◆ Work instructions ◆
Only the lines from the top of the data through the line containing "fn handled_by(exchange: &Exchange)" should be duplicated, exactly as they appear.

◆ Extracted information ◆
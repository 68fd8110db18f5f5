use super::Router;
use crate::error::HttpError;
use crate::exchange::Exchange;
use http::Method;

fn exchange(method: Method, path: &str) -> Exchange {
    Exchange::new(method, path).unwrap()
}

/// Handler that tags the response so tests can tell which route won.
fn tag(name: &'static str) -> impl Fn(&mut Exchange) -> Result<(), HttpError> + Send + Sync {
    move |exchange: &mut Exchange| {
        exchange.response.set_header("x-handler", name);
        Ok(())
    }
}

fn handled_by(exchange: &Exchange) -> &str {
    exchange.response.header("x-handler").unwrap_or("")
}

#[test]
fn test_literal_path_routing() {
    let router = Router::new();
    router.route().path("/hello").handler(tag("hello")).unwrap();

    let mut ex = exchange(Method::GET, "/hello");
    router.handle(&mut ex).unwrap();
    assert_eq!(handled_by(&ex), "hello");

    let mut ex = exchange(Method::GET, "/other");
    let err = router.handle(&mut ex).unwrap_err();
    assert!(matches!(err, HttpError::RouteNotFound));
}

#[test]
fn test_literal_path_is_normalized_on_dispatch() {
    let router = Router::new();
    router.route().path("/a/b").handler(tag("ab")).unwrap();

    let mut ex = exchange(Method::GET, "/a/./c/../b");
    router.handle(&mut ex).unwrap();
    assert_eq!(handled_by(&ex), "ab");
}

#[test]
fn test_pattern_binds_parameters() {
    let router = Router::new();
    router
        .route()
        .path("/users/{user_id}/posts/{post_id}")
        .handler(tag("post"))
        .unwrap();

    let mut ex = exchange(Method::GET, "/users/7/posts/42");
    router.handle(&mut ex).unwrap();
    assert_eq!(ex.request.path_param("user_id"), Some("7"));
    assert_eq!(ex.request.path_param("post_id"), Some("42"));
}

#[test]
fn test_pattern_specificity_prefers_mixed_segment() {
    let router = Router::new();
    router.route().path("/a/{p1}_{p2}").handler(tag("pair")).unwrap();
    router.route().path("/a/{p}").handler(tag("single")).unwrap();

    let mut ex = exchange(Method::GET, "/a/x_y");
    router.handle(&mut ex).unwrap();
    assert_eq!(handled_by(&ex), "pair");
    assert_eq!(ex.request.path_param("p1"), Some("x"));
    assert_eq!(ex.request.path_param("p2"), Some("y"));

    let mut ex = exchange(Method::GET, "/a/z");
    router.handle(&mut ex).unwrap();
    assert_eq!(handled_by(&ex), "single");
    assert_eq!(ex.request.path_param("p"), Some("z"));
}

#[test]
fn test_literal_beats_pattern() {
    let router = Router::new();
    router.route().path("/a/{p}").handler(tag("pattern")).unwrap();
    router.route().path("/a/b").handler(tag("literal")).unwrap();

    let mut ex = exchange(Method::GET, "/a/b");
    router.handle(&mut ex).unwrap();
    assert_eq!(handled_by(&ex), "literal");
}

#[test]
fn test_method_not_allowed_lists_methods() {
    let router = Router::new();
    router
        .route()
        .path("/items")
        .method(Method::GET)
        .handler(tag("get"))
        .unwrap();
    router
        .route()
        .path("/items")
        .method(Method::PUT)
        .handler(tag("put"))
        .unwrap();

    let mut ex = exchange(Method::POST, "/items");
    let err = router.handle(&mut ex).unwrap_err();
    match err {
        HttpError::MethodNotAllowed(methods) => {
            assert_eq!(methods, vec![Method::GET, Method::PUT]);
        }
        other => panic!("expected 405, got {other:?}"),
    }
}

#[test]
fn test_methodless_route_covers_other_methods() {
    let router = Router::new();
    router
        .route()
        .path("/items")
        .method(Method::GET)
        .handler(tag("get"))
        .unwrap();
    router.route().path("/items").handler(tag("any")).unwrap();

    let mut ex = exchange(Method::DELETE, "/items");
    router.handle(&mut ex).unwrap();
    assert_eq!(handled_by(&ex), "any");

    let mut ex = exchange(Method::GET, "/items");
    router.handle(&mut ex).unwrap();
    assert_eq!(handled_by(&ex), "get");
}

#[test]
fn test_consumes_selects_most_specific() {
    let router = Router::new();
    router
        .route()
        .path("/in")
        .consumes("application/*")
        .handler(tag("any-app"))
        .unwrap();
    router
        .route()
        .path("/in")
        .consumes("application/json")
        .handler(tag("json"))
        .unwrap();

    let mut ex = exchange(Method::POST, "/in");
    ex.request.insert_header("content-type", "application/json");
    router.handle(&mut ex).unwrap();
    assert_eq!(handled_by(&ex), "json");

    let mut ex = exchange(Method::POST, "/in");
    ex.request.insert_header("content-type", "application/xml");
    router.handle(&mut ex).unwrap();
    assert_eq!(handled_by(&ex), "any-app");
}

#[test]
fn test_consumes_unsupported_media_type() {
    let router = Router::new();
    router
        .route()
        .path("/in")
        .consumes("application/json")
        .handler(tag("json"))
        .unwrap();

    let mut ex = exchange(Method::POST, "/in");
    ex.request.insert_header("content-type", "text/plain");
    let err = router.handle(&mut ex).unwrap_err();
    assert!(matches!(err, HttpError::UnsupportedMediaType));
}

#[test]
fn test_consumes_without_content_type_takes_default() {
    let router = Router::new();
    router
        .route()
        .path("/in")
        .consumes("application/json")
        .handler(tag("json"))
        .unwrap();
    router.route().path("/in").handler(tag("default")).unwrap();

    let mut ex = exchange(Method::POST, "/in");
    router.handle(&mut ex).unwrap();
    assert_eq!(handled_by(&ex), "default");
}

#[test]
fn test_produces_exact_parameter_match() {
    let router = Router::new();
    router
        .route()
        .path("/out")
        .produces("application/json;version=1")
        .handler(tag("v1"))
        .unwrap();
    router
        .route()
        .path("/out")
        .produces("application/json;version=2")
        .handler(tag("v2"))
        .unwrap();

    let mut ex = exchange(Method::GET, "/out");
    ex.request
        .insert_header("accept", "application/json;version=2");
    router.handle(&mut ex).unwrap();
    assert_eq!(handled_by(&ex), "v2");
    assert_eq!(
        ex.response.header("content-type"),
        Some("application/json;version=2")
    );
}

#[test]
fn test_produces_prefers_most_parameters() {
    let router = Router::new();
    router
        .route()
        .path("/out")
        .produces("application/json;version=1")
        .handler(tag("v1"))
        .unwrap();
    router
        .route()
        .path("/out")
        .produces("application/json;version=2")
        .handler(tag("v2"))
        .unwrap();
    router
        .route()
        .path("/out")
        .produces("application/json;version=2;p=1")
        .handler(tag("v2p1"))
        .unwrap();

    let mut ex = exchange(Method::GET, "/out");
    ex.request.insert_header("accept", "application/json");
    router.handle(&mut ex).unwrap();
    assert_eq!(handled_by(&ex), "v2p1");
}

#[test]
fn test_produces_not_acceptable() {
    let router = Router::new();
    router
        .route()
        .path("/out")
        .produces("application/json;version=1")
        .handler(tag("v1"))
        .unwrap();
    router
        .route()
        .path("/out")
        .produces("application/json;version=2")
        .handler(tag("v2"))
        .unwrap();

    let mut ex = exchange(Method::GET, "/out");
    ex.request.insert_header("accept", "application/json;p=1");
    let err = router.handle(&mut ex).unwrap_err();
    match err {
        HttpError::NotAcceptable(offered) => {
            // media types are reported once, parameter variants collapse
            assert_eq!(offered, vec!["application/json"]);
        }
        other => panic!("expected 406, got {other:?}"),
    }
}

#[test]
fn test_produces_any_range_prefers_default() {
    let router = Router::new();
    router
        .route()
        .path("/out")
        .produces("application/json")
        .handler(tag("json"))
        .unwrap();
    router.route().path("/out").handler(tag("default")).unwrap();

    let mut ex = exchange(Method::GET, "/out");
    router.handle(&mut ex).unwrap();
    assert_eq!(handled_by(&ex), "default");

    // without a default the best typed child serves */*
    let router = Router::new();
    router
        .route()
        .path("/out")
        .produces("application/json")
        .handler(tag("json"))
        .unwrap();
    let mut ex = exchange(Method::GET, "/out");
    router.handle(&mut ex).unwrap();
    assert_eq!(handled_by(&ex), "json");
    assert_eq!(ex.response.header("content-type"), Some("application/json"));
}

#[test]
fn test_produces_disabled_children_fall_through_to_default() {
    let router = Router::new();
    router
        .route()
        .path("/out")
        .produces("application/json")
        .handler(tag("json"))
        .unwrap();
    router.route().path("/out").handler(tag("default")).unwrap();
    router
        .route()
        .path("/out")
        .produces("application/json")
        .disable()
        .unwrap();

    let mut ex = exchange(Method::GET, "/out");
    ex.request.insert_header("accept", "application/json");
    router.handle(&mut ex).unwrap();
    assert_eq!(handled_by(&ex), "default");
}

#[test]
fn test_language_negotiation() {
    let router = Router::new();
    router
        .route()
        .path("/greet")
        .language("fr")
        .handler(tag("fr"))
        .unwrap();
    router
        .route()
        .path("/greet")
        .language("en")
        .handler(tag("en"))
        .unwrap();

    let mut ex = exchange(Method::GET, "/greet");
    ex.request
        .insert_header("accept-language", "fr;q=0.9, en;q=0.1");
    router.handle(&mut ex).unwrap();
    assert_eq!(handled_by(&ex), "fr");

    // no header behaves as *, some candidate serves the request
    let mut ex = exchange(Method::GET, "/greet");
    router.handle(&mut ex).unwrap();
    assert!(!handled_by(&ex).is_empty());
}

#[test]
fn test_language_any_prefers_default() {
    let router = Router::new();
    router
        .route()
        .path("/greet")
        .language("fr")
        .handler(tag("fr"))
        .unwrap();
    router.route().path("/greet").handler(tag("default")).unwrap();

    let mut ex = exchange(Method::GET, "/greet");
    router.handle(&mut ex).unwrap();
    assert_eq!(handled_by(&ex), "default");
}

#[test]
fn test_language_exhaustion_is_not_found() {
    let router = Router::new();
    router
        .route()
        .path("/greet")
        .language("fr")
        .handler(tag("fr"))
        .unwrap();

    let mut ex = exchange(Method::GET, "/greet");
    ex.request.insert_header("accept-language", "de");
    let err = router.handle(&mut ex).unwrap_err();
    assert!(matches!(err, HttpError::RouteNotFound));
}

#[test]
fn test_disable_enable_route() {
    let router = Router::new();
    router.route().path("/hello").handler(tag("hello")).unwrap();

    router.route().path("/hello").disable().unwrap();
    let mut ex = exchange(Method::GET, "/hello");
    let err = router.handle(&mut ex).unwrap_err();
    assert!(matches!(err, HttpError::DisabledRoute));

    // still listed, flagged disabled
    let routes = router.routes();
    assert_eq!(routes.len(), 1);
    assert!(routes[0].disabled);

    router.route().path("/hello").enable().unwrap();
    let mut ex = exchange(Method::GET, "/hello");
    router.handle(&mut ex).unwrap();
    assert_eq!(handled_by(&ex), "hello");
}

#[test]
fn test_remove_route() {
    let router = Router::new();
    router.route().path("/hello").handler(tag("hello")).unwrap();
    assert_eq!(router.routes().len(), 1);

    router.route().path("/hello").remove().unwrap();
    assert!(router.routes().is_empty());

    let mut ex = exchange(Method::GET, "/hello");
    assert!(matches!(
        router.handle(&mut ex).unwrap_err(),
        HttpError::RouteNotFound
    ));
}

#[test]
fn test_reregistration_replaces_handler_in_place() {
    let router = Router::new();
    router.route().path("/hello").handler(tag("first")).unwrap();
    router.route().path("/hello").handler(tag("second")).unwrap();

    assert_eq!(router.routes().len(), 1);
    let mut ex = exchange(Method::GET, "/hello");
    router.handle(&mut ex).unwrap();
    assert_eq!(handled_by(&ex), "second");
}

#[test]
fn test_trailing_slash_tolerance() {
    let router = Router::new();
    router
        .route()
        .path_matching_trailing_slash("/hello")
        .handler(tag("tolerant"))
        .unwrap();
    router.route().path("/strict").handler(tag("strict")).unwrap();

    for path in ["/hello", "/hello/"] {
        let mut ex = exchange(Method::GET, path);
        router.handle(&mut ex).unwrap();
        assert_eq!(handled_by(&ex), "tolerant");
    }
    // tolerant routes are reported once
    assert_eq!(router.routes().len(), 2);

    let mut ex = exchange(Method::GET, "/strict/");
    assert!(router.handle(&mut ex).is_err());
}

#[test]
fn test_root_handler_catches_everything() {
    let router = Router::with_root_handler(tag("root"));
    for path in ["/", "/anything", "/deeply/nested"] {
        let mut ex = exchange(Method::GET, path);
        router.handle(&mut ex).unwrap();
        assert_eq!(handled_by(&ex), "root");
    }
}

#[test]
fn test_find_routes_filters_by_criteria() {
    let router = Router::new();
    router
        .route()
        .path("/a")
        .method(Method::GET)
        .handler(tag("a-get"))
        .unwrap();
    router
        .route()
        .path("/a")
        .method(Method::POST)
        .handler(tag("a-post"))
        .unwrap();
    router
        .route()
        .path("/b")
        .method(Method::GET)
        .handler(tag("b-get"))
        .unwrap();

    let found = router.route().path("/a").find_routes().unwrap();
    assert_eq!(found.len(), 2);
    let found = router.route().method(Method::GET).find_routes().unwrap();
    assert_eq!(found.len(), 2);
    let found = router
        .route()
        .path("/a")
        .method(Method::POST)
        .find_routes()
        .unwrap();
    assert_eq!(found.len(), 1);
}

#[test]
fn test_registration_cartesian_product() {
    let router = Router::new();
    router
        .route()
        .path("/multi")
        .method(Method::GET)
        .method(Method::PUT)
        .produces("application/json")
        .produces("text/plain")
        .handler(tag("multi"))
        .unwrap();
    assert_eq!(router.routes().len(), 4);
}

#[test]
fn test_mutations_do_not_disturb_other_routes() {
    let router = Router::new();
    router.route().path("/a").handler(tag("a")).unwrap();
    router.route().path("/b").handler(tag("b")).unwrap();

    router.route().path("/a").remove().unwrap();
    let mut ex = exchange(Method::GET, "/b");
    router.handle(&mut ex).unwrap();
    assert_eq!(handled_by(&ex), "b");
    let mut ex = exchange(Method::GET, "/a");
    assert!(router.handle(&mut ex).is_err());
}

◆ Problem solution ◆
repository 68fd8110db18f5f5
use super::Router;
use crate::error::HttpError;
use crate::exchange::Exchange;
use http::Method;

fn exchange(method: Method, path: &str) -> Exchange {
    Exchange::new(method, path).unwrap()
}

/// Handler that tags the response so tests can tell which route won.
fn tag(name: &'static str) -> impl Fn(&mut Exchange) -> Result<(), HttpError> + Send + Sync {
    move |exchange: &mut Exchange| {
        exchange.response.set_header("x-handler", name);
        Ok(())
    }
}

fn handled_by(exchange: &Exchange) -> &str {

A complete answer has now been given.